[WHAT TO PRODUCE]
Pull out every line below holding the word "between".

── DATA RECORDS

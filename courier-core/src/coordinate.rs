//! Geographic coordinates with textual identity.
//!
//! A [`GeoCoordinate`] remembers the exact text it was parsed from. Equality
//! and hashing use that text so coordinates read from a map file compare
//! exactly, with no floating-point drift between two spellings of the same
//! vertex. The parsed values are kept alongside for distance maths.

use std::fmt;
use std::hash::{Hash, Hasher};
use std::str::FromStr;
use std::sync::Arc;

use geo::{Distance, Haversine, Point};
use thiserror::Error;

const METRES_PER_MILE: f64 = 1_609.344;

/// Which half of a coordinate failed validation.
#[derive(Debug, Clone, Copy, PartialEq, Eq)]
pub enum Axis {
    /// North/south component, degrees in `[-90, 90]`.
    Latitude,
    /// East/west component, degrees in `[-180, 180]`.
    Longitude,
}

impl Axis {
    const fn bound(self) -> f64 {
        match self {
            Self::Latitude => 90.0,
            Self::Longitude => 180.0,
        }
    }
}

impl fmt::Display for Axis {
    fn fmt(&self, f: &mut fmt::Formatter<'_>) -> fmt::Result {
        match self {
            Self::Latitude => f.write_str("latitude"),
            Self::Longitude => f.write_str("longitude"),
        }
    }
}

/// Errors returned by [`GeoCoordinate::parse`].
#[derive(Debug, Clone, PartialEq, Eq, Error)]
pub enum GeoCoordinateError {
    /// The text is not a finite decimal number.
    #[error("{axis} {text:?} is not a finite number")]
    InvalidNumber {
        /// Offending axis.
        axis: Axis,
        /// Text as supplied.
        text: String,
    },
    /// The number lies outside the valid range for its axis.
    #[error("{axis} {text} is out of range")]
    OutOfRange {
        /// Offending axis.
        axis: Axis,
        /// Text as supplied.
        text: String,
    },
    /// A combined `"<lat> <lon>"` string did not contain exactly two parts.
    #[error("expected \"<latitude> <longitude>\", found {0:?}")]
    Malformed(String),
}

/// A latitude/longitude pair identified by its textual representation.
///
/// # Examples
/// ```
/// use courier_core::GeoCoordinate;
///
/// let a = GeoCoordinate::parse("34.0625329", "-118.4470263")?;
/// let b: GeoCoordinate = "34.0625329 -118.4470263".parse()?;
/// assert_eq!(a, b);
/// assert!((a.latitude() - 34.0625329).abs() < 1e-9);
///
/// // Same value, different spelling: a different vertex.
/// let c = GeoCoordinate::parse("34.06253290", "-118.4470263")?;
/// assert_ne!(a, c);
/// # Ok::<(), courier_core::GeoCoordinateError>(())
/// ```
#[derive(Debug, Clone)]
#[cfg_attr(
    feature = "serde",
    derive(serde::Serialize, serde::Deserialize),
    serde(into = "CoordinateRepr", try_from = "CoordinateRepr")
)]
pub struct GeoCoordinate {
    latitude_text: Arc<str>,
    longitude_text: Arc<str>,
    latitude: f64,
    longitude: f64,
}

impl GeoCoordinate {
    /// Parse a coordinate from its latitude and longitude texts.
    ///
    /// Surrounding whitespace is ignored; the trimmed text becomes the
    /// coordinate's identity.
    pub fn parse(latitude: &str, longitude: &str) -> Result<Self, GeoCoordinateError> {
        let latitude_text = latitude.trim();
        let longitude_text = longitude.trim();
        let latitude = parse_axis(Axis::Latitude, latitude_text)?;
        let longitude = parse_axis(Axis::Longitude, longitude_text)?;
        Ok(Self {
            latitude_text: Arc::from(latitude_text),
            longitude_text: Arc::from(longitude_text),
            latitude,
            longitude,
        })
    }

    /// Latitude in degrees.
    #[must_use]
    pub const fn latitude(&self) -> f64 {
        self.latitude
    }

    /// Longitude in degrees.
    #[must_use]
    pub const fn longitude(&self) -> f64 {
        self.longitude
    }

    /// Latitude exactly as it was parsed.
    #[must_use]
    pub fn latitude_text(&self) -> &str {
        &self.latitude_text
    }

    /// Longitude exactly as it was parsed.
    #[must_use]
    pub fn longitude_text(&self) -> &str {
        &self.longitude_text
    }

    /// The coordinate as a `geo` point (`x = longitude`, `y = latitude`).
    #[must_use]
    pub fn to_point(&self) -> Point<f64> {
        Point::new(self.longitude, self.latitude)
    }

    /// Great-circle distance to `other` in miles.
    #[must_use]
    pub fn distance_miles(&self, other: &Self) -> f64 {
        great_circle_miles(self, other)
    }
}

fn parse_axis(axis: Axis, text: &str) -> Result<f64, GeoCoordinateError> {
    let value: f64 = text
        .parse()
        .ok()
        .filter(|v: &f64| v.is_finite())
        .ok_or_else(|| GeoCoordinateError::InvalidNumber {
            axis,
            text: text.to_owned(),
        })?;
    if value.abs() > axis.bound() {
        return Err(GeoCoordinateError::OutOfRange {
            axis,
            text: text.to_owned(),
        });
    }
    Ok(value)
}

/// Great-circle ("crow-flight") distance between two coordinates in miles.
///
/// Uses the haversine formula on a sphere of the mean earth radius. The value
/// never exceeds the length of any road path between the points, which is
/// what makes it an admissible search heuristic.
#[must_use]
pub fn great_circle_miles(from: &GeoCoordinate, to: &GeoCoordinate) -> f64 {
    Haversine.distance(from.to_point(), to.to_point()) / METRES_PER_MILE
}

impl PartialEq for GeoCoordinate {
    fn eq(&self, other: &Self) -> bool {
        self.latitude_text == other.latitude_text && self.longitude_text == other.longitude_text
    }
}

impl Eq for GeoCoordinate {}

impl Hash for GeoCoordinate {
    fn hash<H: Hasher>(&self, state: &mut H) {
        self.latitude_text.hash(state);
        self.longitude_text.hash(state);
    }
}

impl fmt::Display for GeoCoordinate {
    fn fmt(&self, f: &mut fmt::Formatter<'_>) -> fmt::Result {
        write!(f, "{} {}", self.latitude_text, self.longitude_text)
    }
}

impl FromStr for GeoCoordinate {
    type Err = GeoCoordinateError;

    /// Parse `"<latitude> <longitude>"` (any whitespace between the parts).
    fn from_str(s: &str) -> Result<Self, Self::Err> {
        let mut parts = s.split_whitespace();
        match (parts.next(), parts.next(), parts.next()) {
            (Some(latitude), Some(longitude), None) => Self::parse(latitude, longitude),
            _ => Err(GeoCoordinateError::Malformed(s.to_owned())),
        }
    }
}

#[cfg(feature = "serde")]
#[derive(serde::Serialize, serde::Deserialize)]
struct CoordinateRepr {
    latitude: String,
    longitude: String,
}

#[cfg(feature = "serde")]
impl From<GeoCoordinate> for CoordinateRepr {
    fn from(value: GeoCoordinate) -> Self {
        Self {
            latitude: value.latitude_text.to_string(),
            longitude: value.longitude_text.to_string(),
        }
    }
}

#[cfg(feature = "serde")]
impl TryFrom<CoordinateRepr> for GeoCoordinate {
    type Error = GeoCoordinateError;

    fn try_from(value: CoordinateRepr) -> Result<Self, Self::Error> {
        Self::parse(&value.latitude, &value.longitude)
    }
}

────
── DATA RECORDS

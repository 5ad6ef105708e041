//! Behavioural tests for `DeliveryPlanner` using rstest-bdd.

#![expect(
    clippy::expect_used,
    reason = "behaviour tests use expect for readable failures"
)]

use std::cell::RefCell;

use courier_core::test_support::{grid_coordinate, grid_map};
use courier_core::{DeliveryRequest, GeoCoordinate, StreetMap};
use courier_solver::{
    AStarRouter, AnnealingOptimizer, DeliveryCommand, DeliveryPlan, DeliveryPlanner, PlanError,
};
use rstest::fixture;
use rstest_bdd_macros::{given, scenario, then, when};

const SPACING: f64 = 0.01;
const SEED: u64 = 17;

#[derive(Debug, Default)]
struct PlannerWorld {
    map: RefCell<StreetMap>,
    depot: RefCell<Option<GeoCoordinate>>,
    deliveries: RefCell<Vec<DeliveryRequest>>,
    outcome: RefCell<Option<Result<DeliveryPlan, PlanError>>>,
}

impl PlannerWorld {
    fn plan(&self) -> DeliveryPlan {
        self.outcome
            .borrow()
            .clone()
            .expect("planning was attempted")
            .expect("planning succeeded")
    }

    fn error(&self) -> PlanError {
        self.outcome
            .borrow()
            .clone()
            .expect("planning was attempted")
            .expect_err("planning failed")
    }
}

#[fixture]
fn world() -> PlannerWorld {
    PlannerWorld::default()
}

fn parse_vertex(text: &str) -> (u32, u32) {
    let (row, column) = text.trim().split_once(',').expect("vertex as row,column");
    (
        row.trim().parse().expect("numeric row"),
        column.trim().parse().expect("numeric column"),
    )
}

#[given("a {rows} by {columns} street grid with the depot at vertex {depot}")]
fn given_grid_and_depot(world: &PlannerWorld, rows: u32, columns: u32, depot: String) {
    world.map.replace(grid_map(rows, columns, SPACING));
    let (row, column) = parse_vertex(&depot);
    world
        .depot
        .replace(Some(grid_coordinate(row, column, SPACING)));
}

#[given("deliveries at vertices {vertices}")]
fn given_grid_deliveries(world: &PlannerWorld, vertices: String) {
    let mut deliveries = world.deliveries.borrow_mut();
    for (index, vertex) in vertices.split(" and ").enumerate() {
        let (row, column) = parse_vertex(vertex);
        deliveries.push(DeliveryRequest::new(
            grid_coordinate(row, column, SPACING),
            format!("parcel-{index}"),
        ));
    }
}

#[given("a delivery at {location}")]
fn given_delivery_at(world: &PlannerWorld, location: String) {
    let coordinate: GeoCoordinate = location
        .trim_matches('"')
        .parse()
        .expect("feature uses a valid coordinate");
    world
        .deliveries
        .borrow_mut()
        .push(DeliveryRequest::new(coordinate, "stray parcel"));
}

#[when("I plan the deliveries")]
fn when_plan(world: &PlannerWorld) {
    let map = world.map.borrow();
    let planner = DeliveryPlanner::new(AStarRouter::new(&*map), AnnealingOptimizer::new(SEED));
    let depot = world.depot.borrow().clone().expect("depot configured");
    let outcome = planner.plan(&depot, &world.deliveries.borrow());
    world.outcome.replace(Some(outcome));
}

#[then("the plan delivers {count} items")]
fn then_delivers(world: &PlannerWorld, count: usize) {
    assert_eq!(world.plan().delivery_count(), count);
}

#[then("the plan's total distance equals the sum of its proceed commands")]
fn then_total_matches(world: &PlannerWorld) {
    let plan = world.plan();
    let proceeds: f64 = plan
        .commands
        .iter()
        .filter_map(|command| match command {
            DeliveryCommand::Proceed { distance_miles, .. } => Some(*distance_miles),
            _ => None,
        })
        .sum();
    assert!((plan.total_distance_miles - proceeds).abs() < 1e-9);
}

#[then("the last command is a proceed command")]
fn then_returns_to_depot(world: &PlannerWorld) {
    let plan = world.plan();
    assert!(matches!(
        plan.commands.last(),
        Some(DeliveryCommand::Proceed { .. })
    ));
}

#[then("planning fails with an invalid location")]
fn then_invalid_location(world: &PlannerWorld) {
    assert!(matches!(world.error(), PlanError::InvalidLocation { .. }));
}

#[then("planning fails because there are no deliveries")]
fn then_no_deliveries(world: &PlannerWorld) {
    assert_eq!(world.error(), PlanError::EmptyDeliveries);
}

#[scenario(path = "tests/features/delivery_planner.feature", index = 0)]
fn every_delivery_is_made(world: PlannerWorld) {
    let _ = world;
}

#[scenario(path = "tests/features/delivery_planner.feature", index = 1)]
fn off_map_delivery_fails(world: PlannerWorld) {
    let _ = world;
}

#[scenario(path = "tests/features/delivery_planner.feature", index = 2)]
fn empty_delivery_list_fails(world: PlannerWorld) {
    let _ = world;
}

────

[SOLUTION TO THIS EXERCISE]
//! exactly, with no floating-point drift between two spellings of the same
/// Great-circle ("crow-flight") distance between two coordinates in miles.
/// never exceeds the length of any road path between the points, which is
    /// Parse `"<latitude> <longitude>"` (any whitespace between the parts).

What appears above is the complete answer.